The funding is set to be split across 46 able-bodied and disabled sports in a bid to get more people, particularly youngsters, involved in sport.
The big winners of the funding announcement are cycling, netball, triathlon and wheelchair basketball, with all four being rewarded for their strong plans and excellent progress on grassroots sport, with huge funding increases of over 30 per cent.
However, the losers are swimming, tennis and basketball as their track record has led Sport England's Board to make only one-year investments for participation in those sports, meaning that they must demonstrate that they can succeed quickly to get further funding.
Table tennis, fencing and squash are also receiving one-year awards because further development is needed in some areas of their work before a longer term commitment can be made.
Further investment for each of these six sports has been ring-fenced for the remaining three years and the money could be invested through the governing bodies providing they succeed in the first year of funding.
If not, it will be made available to other organisations that can promote participation in those sports.
"This investment represents years five to eight of our long term plan to get more people playing sport," said Sport England chief executive Jennie Price.
"We've learned a lot over the last four years and with a record 15.5 million people already playing sport once a week, we are on track to deliver.
"We have worked very hard, with the governing bodies of sport, to make these decisions, and I believe they are right."
At least 60 per cent of the investment announced today will support young people aged between 14 and 25, with over £83 million ($135 million/€102 million) to be used to support the development of talented young athletes in 43 sports.
Canoeing and sailing are among the sports receiving increased investment to further improve their strong talent programmes.
"Every young athlete begins their sporting journey in a community – in their local club, helped by local volunteers," said Price.
"Our £83 million ($135 million/€102 million) investment is designed to build a strong spine of talent support in the community system, to get them off to the best possible start."
Investments in the 46 sports will be made through each sport's governing body following a process to assess the quality of their plans and their ability to deliver for community sport and talent development.
Each sport will be subject to performance management through a "payment for results" approach that will see Sport England rewarding success and penalising failure.
Around £40 million ($65 million/€49 million) of the total funding package has been set aside in a Reward and Incentive Fund, enabling Sport England to move swiftly to help high-performing sports achieve even more.
Any governing body that fails to achieve its annual targets for increasing participation faces losing 20 per cent of its remaining investment, with the money immediately available to bids from the open market.

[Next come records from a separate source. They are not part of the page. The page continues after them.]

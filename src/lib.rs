pub mod config;
pub mod constants;
pub mod error;
pub mod synthetic;
pub mod torch;

pub use config::{BiMambaConfig, FusionConfig};
pub use error::{ConfigError, ModelError, ModelResult};
pub use torch::fusion::FusionModel;
pub use torch::model::{BiMamba, ForwardOptions};
/// Convolution front end plus sequence model.
#[derive(Debug, Clone, PartialEq, Serialize, Deserialize)]
#[serde(default)]
pub struct FusionConfig {
    pub in_channels: i64,
    /// Must match `model.embed_dim`.
    pub out_channels: i64,
    pub kernel_size: i64,
    pub time_steps: i64,
    pub model: BiMambaConfig,
}

impl Default for FusionConfig {
    fn default() -> Self {
        Self {
            in_channels: csi::IN_CHANNELS,
            out_channels: constants::EMBED_DIM,
            kernel_size: csi::KERNEL_SIZE,
            time_steps: csi::TIME_STEPS,
            model: BiMambaConfig {
                num_tokens: csi::TIME_STEPS,
                num_classes: csi::NUM_ACTIVITIES,
                cls_token: ClsTokenPolicy::Double,
                ..Default::default()
            },
        }
    }
}

impl FusionConfig {
    /// Token count produced by the convolution front end.
    pub fn conv_output_len(&self) -> i64 {
        self.time_steps + 2 * (self.kernel_size / 2) - self.kernel_size + 1
    }

    /// The sequence model config with its token count taken from the front end.
    pub fn backbone_config(&self) -> BiMambaConfig {
        BiMambaConfig {
            num_tokens: self.conv_output_len(),
            ..self.model.clone()
        }
    }

    pub fn from_json(path: &Path) -> Result<Self, ConfigError> {
        let cfg: Self = read_json(path)?;
        cfg.validate()?;
        Ok(cfg)
    }

    pub fn to_json(&self, path: &Path) -> Result<(), ConfigError> {
        write_json(self, path)
    }

    pub fn validate(&self) -> Result<(), ConfigError> {
        if self.in_channels <= 0 {
            return Err(ConfigError::invalid_value("in_channels", "must be > 0"));
        }
        if self.kernel_size <= 0 {
            return Err(ConfigError::invalid_value("kernel_size", "must be > 0"));
        }
        if self.time_steps <= 0 {
            return Err(ConfigError::invalid_value("time_steps", "must be > 0"));
        }
        if self.out_channels != self.model.embed_dim {
            return Err(ConfigError::dimension_mismatch(
                "out_channels",
                self.model.embed_dim,
                self.out_channels,
            ));
        }
        self.backbone_config().validate()
    }
}

fn read_json<T: DeserializeOwned>(path: &Path) -> Result<T, ConfigError> {
    let contents = std::fs::read_to_string(path).map_err(|source| ConfigError::FileRead {
        path: path.to_path_buf(),
        source,
    })?;
    serde_json::from_str(&contents).map_err(|source| ConfigError::Parse {
        path: path.to_path_buf(),
        source,
    })
}

fn write_json<T: Serialize>(value: &T, path: &Path) -> Result<(), ConfigError> {
    if let Some(parent) = path.parent() {
        std::fs::create_dir_all(parent).map_err(|source| ConfigError::FileRead {
            path: parent.to_path_buf(),
            source,
        })?;
    }
    let json = serde_json::to_string_pretty(value)
        .map_err(|e| ConfigError::invalid_value("(serialization)", e.to_string()))?;
    std::fs::write(path, json).map_err(|source| ConfigError::FileRead {
        path: path.to_path_buf(),
        source,
    })
}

"For the first time we have created a specific fund to reward success by NGBs (national governing bodies) who prove they can grow their sports," added Price.
"This is about backing winners.
"Investment in this scale from the public purse is a big responsibility for the sector as a whole, and we are committed to a tough but fair approach of payment for results.
"We are determined to get good value for every pound of this funding."
To complement its direct investment into the sports, Sport England today also announced £15.1 million ($24.4 million/€18.6 million) to a number of partner organisations.
These include those which promote diversity in sport, such as the Women's Sport and Fitness Foundation and the English Federation of Disability Sport, and those with particular expertise, such as Sportscoach UK.
Meanwhile, in recognising that more needs to be done for disabled people to take part in sport, 40 sports have now developed detailed plans to tackle this challenge and each will have specific targets for increasing the number of disabled people taking part.
"This public investment of almost half a billion pounds for grassroots sport will help us deliver a real legacy from the London 2012 Games," said Sports Minister Hugh Robertson.
"We want all sports governing bodies to help inspire a generation and create a culture where people have a sporting habit for life."
Sport England has worked closely with UK Sport to ensure talent and elite funding for Olympic and Paralympic sports is aligned and will deliver maximum value.
UK Sport is set to announce its funding for elite Olympic and Paralympic sports for the 2013-2017 period tomorrow.